Content starts

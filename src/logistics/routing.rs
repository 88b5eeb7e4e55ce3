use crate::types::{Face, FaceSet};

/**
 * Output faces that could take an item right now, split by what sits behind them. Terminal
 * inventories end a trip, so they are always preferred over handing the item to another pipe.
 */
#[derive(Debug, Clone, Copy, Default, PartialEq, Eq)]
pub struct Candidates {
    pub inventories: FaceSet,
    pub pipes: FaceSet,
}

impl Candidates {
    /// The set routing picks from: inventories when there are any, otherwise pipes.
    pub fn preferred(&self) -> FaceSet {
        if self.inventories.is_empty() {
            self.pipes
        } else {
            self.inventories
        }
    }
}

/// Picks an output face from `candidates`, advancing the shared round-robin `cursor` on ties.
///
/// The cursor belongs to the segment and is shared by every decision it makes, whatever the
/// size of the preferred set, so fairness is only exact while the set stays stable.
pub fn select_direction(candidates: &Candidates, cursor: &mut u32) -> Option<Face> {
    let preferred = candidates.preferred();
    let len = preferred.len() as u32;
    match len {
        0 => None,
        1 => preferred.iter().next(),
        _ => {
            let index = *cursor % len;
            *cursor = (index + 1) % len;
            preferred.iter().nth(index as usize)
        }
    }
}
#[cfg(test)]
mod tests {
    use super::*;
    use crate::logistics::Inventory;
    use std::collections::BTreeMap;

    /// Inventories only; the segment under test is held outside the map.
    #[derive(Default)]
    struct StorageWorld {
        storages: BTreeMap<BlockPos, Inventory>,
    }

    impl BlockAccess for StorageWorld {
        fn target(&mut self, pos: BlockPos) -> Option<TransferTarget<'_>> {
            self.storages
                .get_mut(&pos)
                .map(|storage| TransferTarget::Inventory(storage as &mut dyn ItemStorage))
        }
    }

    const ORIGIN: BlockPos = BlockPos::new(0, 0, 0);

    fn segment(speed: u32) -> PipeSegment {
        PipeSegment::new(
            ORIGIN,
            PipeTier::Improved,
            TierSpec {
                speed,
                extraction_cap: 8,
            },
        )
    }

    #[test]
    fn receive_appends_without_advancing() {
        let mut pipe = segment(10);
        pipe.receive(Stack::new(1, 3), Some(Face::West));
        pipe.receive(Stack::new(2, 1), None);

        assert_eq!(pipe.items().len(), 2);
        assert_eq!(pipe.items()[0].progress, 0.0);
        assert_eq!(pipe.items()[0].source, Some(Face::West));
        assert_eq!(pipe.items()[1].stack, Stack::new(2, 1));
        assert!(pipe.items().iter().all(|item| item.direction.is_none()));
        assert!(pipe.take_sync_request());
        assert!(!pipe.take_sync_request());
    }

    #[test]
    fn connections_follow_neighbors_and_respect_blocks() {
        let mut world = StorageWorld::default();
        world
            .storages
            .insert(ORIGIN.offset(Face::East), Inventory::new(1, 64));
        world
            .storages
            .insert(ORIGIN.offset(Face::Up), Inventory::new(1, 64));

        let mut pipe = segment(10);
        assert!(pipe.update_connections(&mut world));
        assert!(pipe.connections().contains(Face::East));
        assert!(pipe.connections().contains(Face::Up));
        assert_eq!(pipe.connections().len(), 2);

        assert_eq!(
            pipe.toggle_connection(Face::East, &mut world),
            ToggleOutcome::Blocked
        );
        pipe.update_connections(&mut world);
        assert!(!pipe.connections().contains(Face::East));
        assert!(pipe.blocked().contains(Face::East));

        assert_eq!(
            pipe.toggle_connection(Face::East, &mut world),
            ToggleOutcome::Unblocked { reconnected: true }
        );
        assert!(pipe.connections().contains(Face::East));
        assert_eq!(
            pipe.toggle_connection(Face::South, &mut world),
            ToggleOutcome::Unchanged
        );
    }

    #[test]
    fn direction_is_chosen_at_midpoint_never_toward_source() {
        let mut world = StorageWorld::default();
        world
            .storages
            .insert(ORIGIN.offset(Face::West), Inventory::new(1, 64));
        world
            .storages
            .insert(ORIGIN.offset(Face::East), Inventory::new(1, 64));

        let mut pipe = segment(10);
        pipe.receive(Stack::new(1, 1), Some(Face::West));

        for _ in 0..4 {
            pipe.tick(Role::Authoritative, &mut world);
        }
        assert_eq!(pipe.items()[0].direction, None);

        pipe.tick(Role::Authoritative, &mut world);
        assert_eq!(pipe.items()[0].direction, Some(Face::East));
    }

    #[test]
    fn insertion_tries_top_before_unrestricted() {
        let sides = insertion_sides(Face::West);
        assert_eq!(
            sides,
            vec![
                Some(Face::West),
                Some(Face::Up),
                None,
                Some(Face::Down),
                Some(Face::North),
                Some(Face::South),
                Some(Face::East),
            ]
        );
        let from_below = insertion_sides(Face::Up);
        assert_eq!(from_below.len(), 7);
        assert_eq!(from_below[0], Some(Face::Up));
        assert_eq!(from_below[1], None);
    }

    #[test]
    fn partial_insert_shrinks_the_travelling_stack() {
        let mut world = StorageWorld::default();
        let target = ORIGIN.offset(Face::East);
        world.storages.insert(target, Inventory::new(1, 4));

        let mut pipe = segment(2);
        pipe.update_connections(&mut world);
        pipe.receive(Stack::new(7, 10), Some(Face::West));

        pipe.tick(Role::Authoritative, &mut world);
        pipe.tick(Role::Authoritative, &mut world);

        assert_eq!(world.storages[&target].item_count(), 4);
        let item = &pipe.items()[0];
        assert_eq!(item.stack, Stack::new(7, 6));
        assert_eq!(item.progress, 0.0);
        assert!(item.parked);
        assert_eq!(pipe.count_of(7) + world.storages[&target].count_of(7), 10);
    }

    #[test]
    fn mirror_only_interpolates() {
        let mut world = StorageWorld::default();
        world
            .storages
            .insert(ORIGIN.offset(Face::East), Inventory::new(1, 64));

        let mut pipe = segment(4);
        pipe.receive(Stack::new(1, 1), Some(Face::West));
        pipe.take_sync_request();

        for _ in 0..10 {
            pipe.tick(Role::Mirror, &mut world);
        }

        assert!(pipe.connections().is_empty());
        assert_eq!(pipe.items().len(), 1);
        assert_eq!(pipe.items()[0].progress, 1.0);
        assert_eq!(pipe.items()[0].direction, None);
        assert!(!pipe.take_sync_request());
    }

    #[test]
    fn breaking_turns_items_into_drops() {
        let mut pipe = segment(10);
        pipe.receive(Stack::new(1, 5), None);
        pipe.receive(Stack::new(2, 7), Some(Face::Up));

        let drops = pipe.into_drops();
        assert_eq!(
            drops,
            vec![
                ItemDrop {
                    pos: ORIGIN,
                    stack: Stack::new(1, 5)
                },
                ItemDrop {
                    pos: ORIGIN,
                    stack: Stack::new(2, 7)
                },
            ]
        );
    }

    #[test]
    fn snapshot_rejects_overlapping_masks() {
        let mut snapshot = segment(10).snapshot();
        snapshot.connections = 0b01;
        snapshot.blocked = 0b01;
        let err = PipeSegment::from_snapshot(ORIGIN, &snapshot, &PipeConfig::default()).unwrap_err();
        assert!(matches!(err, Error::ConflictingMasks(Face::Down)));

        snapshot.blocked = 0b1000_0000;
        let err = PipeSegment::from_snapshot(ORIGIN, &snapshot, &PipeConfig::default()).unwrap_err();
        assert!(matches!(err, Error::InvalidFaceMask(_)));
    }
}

Content ends
Content starts

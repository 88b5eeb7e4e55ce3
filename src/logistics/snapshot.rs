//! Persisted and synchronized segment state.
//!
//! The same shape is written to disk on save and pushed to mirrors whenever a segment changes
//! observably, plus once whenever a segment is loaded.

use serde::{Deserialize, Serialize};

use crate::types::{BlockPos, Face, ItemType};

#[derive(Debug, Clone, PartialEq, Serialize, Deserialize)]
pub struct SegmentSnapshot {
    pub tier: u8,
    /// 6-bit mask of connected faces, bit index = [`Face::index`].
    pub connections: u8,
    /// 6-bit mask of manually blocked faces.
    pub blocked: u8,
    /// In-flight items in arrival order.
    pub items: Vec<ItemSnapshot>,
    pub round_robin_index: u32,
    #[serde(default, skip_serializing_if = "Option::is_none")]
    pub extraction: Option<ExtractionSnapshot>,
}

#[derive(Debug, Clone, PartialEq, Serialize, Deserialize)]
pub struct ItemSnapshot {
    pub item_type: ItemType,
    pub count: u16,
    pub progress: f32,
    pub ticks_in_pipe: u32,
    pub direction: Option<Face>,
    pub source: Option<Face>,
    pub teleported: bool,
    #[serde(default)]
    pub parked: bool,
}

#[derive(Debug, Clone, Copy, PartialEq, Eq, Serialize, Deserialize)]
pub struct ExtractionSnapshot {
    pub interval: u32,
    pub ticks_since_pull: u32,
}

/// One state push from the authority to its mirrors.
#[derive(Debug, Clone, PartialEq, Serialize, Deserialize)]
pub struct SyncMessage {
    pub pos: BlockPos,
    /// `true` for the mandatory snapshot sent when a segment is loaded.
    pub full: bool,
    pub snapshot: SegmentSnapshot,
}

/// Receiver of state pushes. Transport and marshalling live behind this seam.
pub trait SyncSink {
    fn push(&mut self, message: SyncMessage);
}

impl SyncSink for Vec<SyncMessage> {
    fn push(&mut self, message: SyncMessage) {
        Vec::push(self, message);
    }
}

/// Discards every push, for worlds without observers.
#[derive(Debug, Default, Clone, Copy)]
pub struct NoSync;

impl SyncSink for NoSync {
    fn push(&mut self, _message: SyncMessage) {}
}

Content ends

- What to work on -
There is a run of lines above from the one with "filename src/logistics/routing.rs" to the one with "#[derive(Debug, Clone, Copy, Default, PartialEq, Eq)]"; print exactly that run, both ends included, and nothing else.

- Output -
filename src/logistics/routing.rs
repository 88b5eeb7e4e55ce3
use crate::types::{Face, FaceSet};

/**
 * Output faces that could take an item right now, split by what sits behind them. Terminal
 * inventories end a trip, so they are always preferred over handing the item to another pipe.
 */
#[derive(Debug, Clone, Copy, Default, PartialEq, Eq)]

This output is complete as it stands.